Об искажающих механизмах памяти и истинных путях саморазумения и написан рассказ Набокова “Адмиралтейская игла” (1933). Все, казалось бы, просто. Молодой человек, писатель и поэт, берет в берлинской русской библиотеке роман некоего Сергея Солнцева “Адмиралтейская игла”. Впечатление его от прочитанного столь велико и противоречиво, что он принимается за письмо автору. В представленных событиях он узнает себя и историю своей первой любви. Он цепляется за надежду невероятного совпадения, но подозревает худшее. За вымышленным именем Солнцева, по его мнению, скрывается его возлюбленная Катя (в романе – Ольга), переписавшая историю их первой любви. Имени своего он не называет. Таким образом, аноним пишет письмо псевдониму, всё это почему-то называется “Адмиралтейская игла”, на которую ничто не намекает в эпистолярной инвективе.

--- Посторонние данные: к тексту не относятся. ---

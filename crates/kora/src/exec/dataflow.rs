use std::collections::{BTreeMap, VecDeque};

use crate::error::{ExecError, ExecResult};
use crate::exec::base::{run_job, ExecutorBase};
use crate::exec::observers::ExecutionObserver;
use crate::exec::{CodeMap, Executor};
use crate::ir::{Graph, OperationIndex};

/// Readiness bookkeeping shared by the dataflow and parallel executors.
///
/// `pending[op]` counts the input operands of `op` that some other operation
/// still has to produce; `consumers[op]` lists, once per produced operand
/// and consumer, who to notify when `op` finishes.
pub(crate) struct Readiness {
    pub(crate) pending: BTreeMap<OperationIndex, u32>,
    pub(crate) consumers: BTreeMap<OperationIndex, Vec<OperationIndex>>,
}

impl Readiness {
    pub(crate) fn build(graph: &Graph) -> Self {
        let mut pending: BTreeMap<OperationIndex, u32> = BTreeMap::new();
        let mut consumers: BTreeMap<OperationIndex, Vec<OperationIndex>> = BTreeMap::new();
        for (op_index, operation) in graph.operations().iter() {
            let mut count = 0;
            for input in operation.distinct_inputs() {
                let producer = graph.operand(input).and_then(|operand| operand.def());
                if let Some(producer) = producer {
                    count += 1;
                    consumers.entry(producer).or_default().push(op_index);
                }
            }
            pending.insert(op_index, count);
        }
        Self { pending, consumers }
    }

    /// Operations that are ready immediately, in ascending index order.
    pub(crate) fn initially_ready(&self) -> VecDeque<OperationIndex> {
        self.pending
            .iter()
            .filter(|(_, count)| **count == 0)
            .map(|(op_index, _)| *op_index)
            .collect()
    }
}

/// Runs operations as their producers finish, one at a time.
///
/// A ready queue holds operations with no unresolved inputs; the executor
/// pops in FIFO order, runs the operation synchronously, then decrements its
/// consumers' counters, enqueueing any that reach zero.
pub struct DataflowExecutor {
    base: ExecutorBase,
    code_map: CodeMap,
    readiness: Readiness,
}

impl DataflowExecutor {
    pub fn new(base: ExecutorBase, code_map: CodeMap) -> Self {
        let readiness = Readiness::build(base.graph());
        Self {
            base,
            code_map,
            readiness,
        }
    }
}

impl Executor for DataflowExecutor {
    fn graph(&self) -> &Graph {
        self.base.graph()
    }

    fn run(&mut self) -> ExecResult<()> {
        self.base.observers().subgraph_begin(self.base.tracing_ctx());
        let mut pending = self.readiness.pending.clone();
        let mut ready = self.readiness.initially_ready();
        let mut remaining = pending.len();
        while let Some(op_index) = ready.pop_front() {
            let entry = self
                .code_map
                .get_mut(&op_index)
                .ok_or_else(|| ExecError::state(format!("no code for operation {op_index}")))?;
            run_job(&self.base, entry)?;
            remaining -= 1;
            if let Some(consumers) = self.readiness.consumers.get(&op_index) {
                for consumer in consumers {
                    let count = pending
                        .get_mut(consumer)
                        .expect("consumer missing from pending map");
                    *count -= 1;
                    if *count == 0 {
                        ready.push_back(*consumer);
                    }
                }
            }
        }
        if remaining != 0 {
            return Err(ExecError::state(format!(
                "{remaining} operations never became ready"
            )));
        }
        self.base.observers().subgraph_end(self.base.tracing_ctx());
        Ok(())
    }

    fn add_observer(&mut self, observer: Box<dyn ExecutionObserver>) {
        self.base.add_observer(observer);
    }

    fn set_input(&mut self, io_index: usize, data: &[u8]) -> ExecResult<()> {
        self.base.set_input(io_index, data)
    }

    fn get_output(&self, io_index: usize) -> ExecResult<Vec<u8>> {
        self.base.get_output(io_index)
    }
}
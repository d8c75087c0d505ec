use std::collections::BTreeMap;

use crate::backend::BackendId;
use crate::error::{CompileError, CompileResult};
use crate::ir::{Graph, Layout, OperandIndex, OperationIndex};

/// Which backend produces an operand, and in which layout.
#[derive(Debug, Clone, PartialEq, Eq)]
pub struct DefFactor {
    pub backend: BackendId,
    pub layout: Layout,
}

impl DefFactor {
    pub fn new(backend: BackendId, layout: Layout) -> Self {
        Self { backend, layout }
    }
}

/// Lowering annotation of one operand: the set of def factors producing it.
///
/// A fully lowered graph has exactly one factor per used operand; more than
/// one means layout/backend conflicts that the lowering stage resolves by
/// inserting explicit permute operations.
#[derive(Debug, Clone, Default)]
pub struct OperandLowerInfo {
    def_factors: Vec<DefFactor>,
}

impl OperandLowerInfo {
    pub fn new(factor: DefFactor) -> Self {
        Self {
            def_factors: vec![factor],
        }
    }

    pub fn add_def_factor(&mut self, factor: DefFactor) {
        if !self.def_factors.contains(&factor) {
            self.def_factors.push(factor);
        }
    }

    pub fn def_factors(&self) -> &[DefFactor] {
        &self.def_factors
    }

    /// The single chosen factor; an error when the choice is still ambiguous.
    pub fn only_factor(&self) -> CompileResult<&DefFactor> {
        match self.def_factors.as_slice() {
            [factor] => Ok(factor),
            factors => Err(CompileError::config(format!(
                "operand has {} def factors, expected exactly one",
                factors.len()
            ))),
        }
    }
}

/// Lowering annotation of one operation: the backend chosen to run it.
#[derive(Debug, Clone)]
pub struct OperationLowerInfo {
    pub backend: BackendId,
    pub layout: Layout,
}

impl OperationLowerInfo {
    pub fn new(backend: BackendId, layout: Layout) -> Self {
        Self { backend, layout }
    }
}

/// A graph annotated with a chosen backend and layout for every operation
/// and every used operand. Produced by the lowering stage; sole input of
/// executor construction, which takes ownership for the executor's lifetime.
pub struct LoweredGraph {
    graph: Graph,
    operand_lower_info: BTreeMap<OperandIndex, OperandLowerInfo>,
    operation_lower_info: BTreeMap<OperationIndex, OperationLowerInfo>,
}

impl LoweredGraph {
    pub fn new(graph: Graph) -> Self {
        Self {
            graph,
            operand_lower_info: BTreeMap::new(),
            operation_lower_info: BTreeMap::new(),
        }
    }

    pub fn graph(&self) -> &Graph {
        &self.graph
    }

    pub fn set_operand_lower_info(&mut self, index: OperandIndex, info: OperandLowerInfo) {
        self.operand_lower_info.insert(index, info);
    }

    pub fn operand_lower_info(&self, index: OperandIndex) -> Option<&OperandLowerInfo> {
        self.operand_lower_info.get(&index)
    }

    pub fn set_operation_lower_info(&mut self, index: OperationIndex, info: OperationLowerInfo) {
        self.operation_lower_info.insert(index, info);
    }

    pub fn operation_lower_info(&self, index: OperationIndex) -> Option<&OperationLowerInfo> {
        self.operation_lower_info.get(&index)
    }

    /// Convenience for hosts: assigns one backend and layout to everything.
    pub fn lower_all_to(&mut self, backend: &BackendId, layout: Layout) {
        let operand_indices: Vec<OperandIndex> = self.graph.operands().keys().collect();
        for index in operand_indices {
            self.operand_lower_info.insert(
                index,
                OperandLowerInfo::new(DefFactor::new(backend.clone(), layout)),
            );
        }
        let operation_indices: Vec<OperationIndex> = self.graph.operations().keys().collect();
        for index in operation_indices {
            self.operation_lower_info
                .insert(index, OperationLowerInfo::new(backend.clone(), layout));
        }
    }

    /// Checks that the lowering is complete: every used operand has exactly
    /// one def factor and every operation has a backend.
    pub fn validate(&self) -> CompileResult<()> {
        for (index, operand) in self.graph.operands().iter() {
            let unused = operand.def().is_none() && operand.uses().is_empty();
            if unused {
                continue;
            }
            let info = self.operand_lower_info.get(&index).ok_or_else(|| {
                CompileError::config(format!("operand {index} has no lower info"))
            })?;
            info.only_factor().map_err(|_| {
                CompileError::config(format!(
                    "operand {index} has {} def factors, expected exactly one",
                    info.def_factors().len()
                ))
            })?;
        }
        for (index, _) in self.graph.operations().iter() {
            if !self.operation_lower_info.contains_key(&index) {
                return Err(CompileError::config(format!(
                    "operation {index} has no backend assigned"
                )));
            }
        }
        Ok(())
    }
}
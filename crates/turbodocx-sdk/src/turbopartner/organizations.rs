/*
[INPUT]:  Organization ids and organization requests
[OUTPUT]: Organization records, pages and entitlements
[POS]:    Facade layer - partner organization endpoints
[UPDATE]: When organization endpoints change
*/

// ### Organization Endpoints

use super::{TurboPartner, to_body};
use crate::http::Result;
use crate::types::{
    CreateOrganizationRequest, EntitlementsResponse, ListOrganizationsRequest,
    OrganizationDetailResponse, OrganizationListResponse, OrganizationResponse, SuccessResponse,
    UpdateEntitlementsRequest, UpdateOrganizationRequest,
};

impl TurboPartner {
    /// POST /partner/{pid}/organization
    pub async fn create_organization(
        &self,
        request: &CreateOrganizationRequest,
    ) -> Result<OrganizationResponse> {
        let body = to_body(request)?;
        let value = self.client.post(&self.path("/organization"), Some(&body)).await?;
        OrganizationResponse::from_value(value)
    }

    /// GET /partner/{pid}/organizations?limit={limit}&offset={offset}&search={search}
    pub async fn list_organizations(
        &self,
        request: Option<&ListOrganizationsRequest>,
    ) -> Result<OrganizationListResponse> {
        let params = request.map(|r| r.to_query_params()).unwrap_or_default();
        let value = self.client.get(&self.path("/organizations"), &params).await?;
        OrganizationListResponse::from_value(value)
    }

    /// Organization record together with its features and usage tracking
    ///
    /// GET /partner/{pid}/organizations/{id}
    pub async fn get_organization_details(
        &self,
        organization_id: &str,
    ) -> Result<OrganizationDetailResponse> {
        let value = self
            .client
            .get(&self.path(&format!("/organizations/{organization_id}")), &[])
            .await?;
        OrganizationDetailResponse::from_value(value)
    }

    /// PATCH /partner/{pid}/organizations/{id}
    pub async fn update_organization_info(
        &self,
        organization_id: &str,
        request: &UpdateOrganizationRequest,
    ) -> Result<OrganizationResponse> {
        let body = to_body(request)?;
        let value = self
            .client
            .patch(&self.path(&format!("/organizations/{organization_id}")), Some(&body))
            .await?;
        OrganizationResponse::from_value(value)
    }

    /// DELETE /partner/{pid}/organizations/{id}
    pub async fn delete_organization(&self, organization_id: &str) -> Result<SuccessResponse> {
        let value = self
            .client
            .delete(&self.path(&format!("/organizations/{organization_id}")))
            .await?;
        SuccessResponse::from_value(value)
    }

    /// PATCH /partner/{pid}/organizations/{id}/entitlements
    pub async fn update_organization_entitlements(
        &self,
        organization_id: &str,
        request: &UpdateEntitlementsRequest,
    ) -> Result<EntitlementsResponse> {
        let body = to_body(request)?;
        let value = self
            .client
            .patch(
                &self.path(&format!("/organizations/{organization_id}/entitlements")),
                Some(&body),
            )
            .await?;
        EntitlementsResponse::from_value(value)
    }
}
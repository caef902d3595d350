/*
[INPUT]:  API schema definitions and serde requirements
[OUTPUT]: Typed Rust structs/enums with serialization support
[POS]:    Data layer - type definitions for API communication
[UPDATE]: When API schema changes or new types added
*/

pub mod enums;
pub mod models;
pub mod requests;
pub mod responses;
pub(crate) mod validation;

pub use enums::*;
pub use models::*;
pub use requests::*;
pub use responses::*;
pub use validation::MAX_NAME_LENGTH;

Письмо неизвестного начинается как протест против вранья и пошлости женского романа. Возмущенный, он приводит цитаты из романа, построчно возражая изъянам и нелепостям солнцевской прозы, ее “несметным и смутным ошибкам”, он пытается “язвительно сопоставить с ними свои непогрешимые наблюдения”. Но так ли он непогрешим? В самом возвращении к истокам своих воспоминаний, как у Чобра, может быть мучительный и сладкий искус. Как его избежать? Счастье, да и любое самоудовлетворение набоковского героя, всегда относятся к другому времени и месту, где в данный момент он не присутствует. Непоправимое искажение прошлого толкает к решительному объяснению. Но какому испытанному методу надо доверять перед лицом ускользающего прошлого, которое противится условной изобразительности человеческой памяти? Чем дается точность и мыслимая мощь образов прошлой жизни? Как отделить подлинные образы от плевел поздних напластований и ложных образов? Неизвестному кажется, что он хранит в душе своей непреложность впечатления, тогдашнего, сильного, и может извлечь из него истину. Просто до этого было как-то недосуг. А что если истины там не было? Здесь, заметим, безумно трудно не путать компетенции автора и героя, к тому же героев два (!), а рассказ строится как текст в тексте, в молчаливой раме собственно авторской подачи. И напрямую автора нет, он устраняется, прячась за зыбким суверенитетом каждого из героев. Текстовое пространство расслаивается и утрачивает центр и единую перспективу. Сила воспоминания не инстантирована, постоянно являясь внешней самой себе. Она не локализуется ни в каком выделенном месте повествования, и автор здесь знает не больше других (но может узнать!). Мы бы даже сказали, что “Адмиралтейскую иглу” надо читать от конца к началу и… поперек каждого эпизода.